#### [YOUR ASSIGNMENT]
Return the run of lines below that opens with the line containing "(max 200 characters)." and closes with the line containing "diesel::joinable!(reviews -> users", keeping each one exact.

—————

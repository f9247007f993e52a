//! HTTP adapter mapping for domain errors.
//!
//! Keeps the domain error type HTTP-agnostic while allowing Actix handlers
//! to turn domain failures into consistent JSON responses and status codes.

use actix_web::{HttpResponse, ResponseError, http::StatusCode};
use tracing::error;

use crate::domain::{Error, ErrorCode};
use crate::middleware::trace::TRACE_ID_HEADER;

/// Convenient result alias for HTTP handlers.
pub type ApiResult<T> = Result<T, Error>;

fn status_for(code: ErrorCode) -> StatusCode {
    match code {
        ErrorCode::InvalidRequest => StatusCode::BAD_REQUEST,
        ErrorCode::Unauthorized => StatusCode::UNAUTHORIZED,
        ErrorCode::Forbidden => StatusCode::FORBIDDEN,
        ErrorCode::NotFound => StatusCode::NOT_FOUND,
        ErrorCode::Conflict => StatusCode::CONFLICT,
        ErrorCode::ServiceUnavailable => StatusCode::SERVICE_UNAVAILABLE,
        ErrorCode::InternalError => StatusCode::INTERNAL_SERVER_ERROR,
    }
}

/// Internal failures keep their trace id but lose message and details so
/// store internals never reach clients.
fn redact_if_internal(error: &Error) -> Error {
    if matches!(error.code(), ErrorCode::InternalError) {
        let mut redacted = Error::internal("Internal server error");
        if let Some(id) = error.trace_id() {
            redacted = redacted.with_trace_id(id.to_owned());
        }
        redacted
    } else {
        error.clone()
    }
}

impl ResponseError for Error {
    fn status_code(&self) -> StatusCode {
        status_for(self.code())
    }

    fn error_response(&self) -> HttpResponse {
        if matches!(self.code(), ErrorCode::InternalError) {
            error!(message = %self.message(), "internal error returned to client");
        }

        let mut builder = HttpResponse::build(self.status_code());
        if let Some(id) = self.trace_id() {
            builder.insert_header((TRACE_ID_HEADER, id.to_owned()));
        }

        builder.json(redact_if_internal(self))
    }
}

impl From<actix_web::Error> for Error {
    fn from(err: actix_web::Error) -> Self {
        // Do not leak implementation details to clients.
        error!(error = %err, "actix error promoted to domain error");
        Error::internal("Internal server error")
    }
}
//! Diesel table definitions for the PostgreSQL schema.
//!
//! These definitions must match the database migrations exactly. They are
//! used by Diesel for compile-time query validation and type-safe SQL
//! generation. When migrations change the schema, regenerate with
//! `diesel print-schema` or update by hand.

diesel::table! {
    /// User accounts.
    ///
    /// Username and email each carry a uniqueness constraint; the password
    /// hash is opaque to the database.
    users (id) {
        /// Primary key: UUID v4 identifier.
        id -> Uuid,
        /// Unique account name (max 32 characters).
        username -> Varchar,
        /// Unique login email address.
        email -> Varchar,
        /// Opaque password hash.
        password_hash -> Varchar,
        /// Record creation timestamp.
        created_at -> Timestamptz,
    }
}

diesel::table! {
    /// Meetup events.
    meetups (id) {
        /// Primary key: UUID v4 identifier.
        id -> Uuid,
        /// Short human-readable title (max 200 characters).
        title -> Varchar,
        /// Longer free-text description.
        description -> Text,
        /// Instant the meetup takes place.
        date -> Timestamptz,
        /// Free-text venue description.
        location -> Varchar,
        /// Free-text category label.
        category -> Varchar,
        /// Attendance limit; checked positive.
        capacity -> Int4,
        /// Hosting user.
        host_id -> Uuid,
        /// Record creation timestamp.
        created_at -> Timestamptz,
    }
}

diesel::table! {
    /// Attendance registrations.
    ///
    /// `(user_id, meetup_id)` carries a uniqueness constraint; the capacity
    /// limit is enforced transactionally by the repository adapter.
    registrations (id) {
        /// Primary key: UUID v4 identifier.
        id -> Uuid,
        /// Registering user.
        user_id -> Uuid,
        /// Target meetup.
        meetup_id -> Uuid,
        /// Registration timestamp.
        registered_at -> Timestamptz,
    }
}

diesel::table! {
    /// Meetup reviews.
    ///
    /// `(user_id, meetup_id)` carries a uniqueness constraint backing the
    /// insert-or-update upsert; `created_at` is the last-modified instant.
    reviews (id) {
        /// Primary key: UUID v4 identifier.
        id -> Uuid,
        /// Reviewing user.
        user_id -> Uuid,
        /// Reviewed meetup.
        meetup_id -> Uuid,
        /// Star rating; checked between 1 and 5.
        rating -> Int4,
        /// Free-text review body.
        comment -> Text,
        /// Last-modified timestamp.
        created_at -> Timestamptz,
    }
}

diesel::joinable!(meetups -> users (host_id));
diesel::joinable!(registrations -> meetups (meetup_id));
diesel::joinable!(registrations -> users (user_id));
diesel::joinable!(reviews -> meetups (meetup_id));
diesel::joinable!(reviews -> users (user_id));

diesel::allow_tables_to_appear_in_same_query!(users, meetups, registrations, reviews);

—————

#### [SOLUTION TO THE PROBLEM]
        /// Short human-readable title (max 200 characters).
        title -> Varchar,
        /// Longer free-text description.
        description -> Text,
        /// Instant the meetup takes place.
        date -> Timestamptz,
        /// Free-text venue description.
        location -> Varchar,
        /// Free-text category label.
        category -> Varchar,
        /// Attendance limit; checked positive.
        capacity -> Int4,
        /// Hosting user.
        host_id -> Uuid,
        /// Record creation timestamp.
        created_at -> Timestamptz,
    }
}

diesel::table! {
    /// Attendance registrations.
    ///
    /// `(user_id, meetup_id)` carries a uniqueness constraint; the capacity
    /// limit is enforced transactionally by the repository adapter.
    registrations (id) {
        /// Primary key: UUID v4 identifier.
        id -> Uuid,
        /// Registering user.
        user_id -> Uuid,
        /// Target meetup.
        meetup_id -> Uuid,
        /// Registration timestamp.
        registered_at -> Timestamptz,
    }
}

diesel::table! {
    /// Meetup reviews.
    ///
    /// `(user_id, meetup_id)` carries a uniqueness constraint backing the
    /// insert-or-update upsert; `created_at` is the last-modified instant.
    reviews (id) {
        /// Primary key: UUID v4 identifier.
        id -> Uuid,
        /// Reviewing user.
        user_id -> Uuid,
        /// Reviewed meetup.
        meetup_id -> Uuid,
        /// Star rating; checked between 1 and 5.
        rating -> Int4,
        /// Free-text review body.
        comment -> Text,
        /// Last-modified timestamp.
        created_at -> Timestamptz,
    }
}

diesel::joinable!(meetups -> users (host_id));
diesel::joinable!(registrations -> meetups (meetup_id));
diesel::joinable!(registrations -> users (user_id));
diesel::joinable!(reviews -> meetups (meetup_id));
diesel::joinable!(reviews -> users (user_id));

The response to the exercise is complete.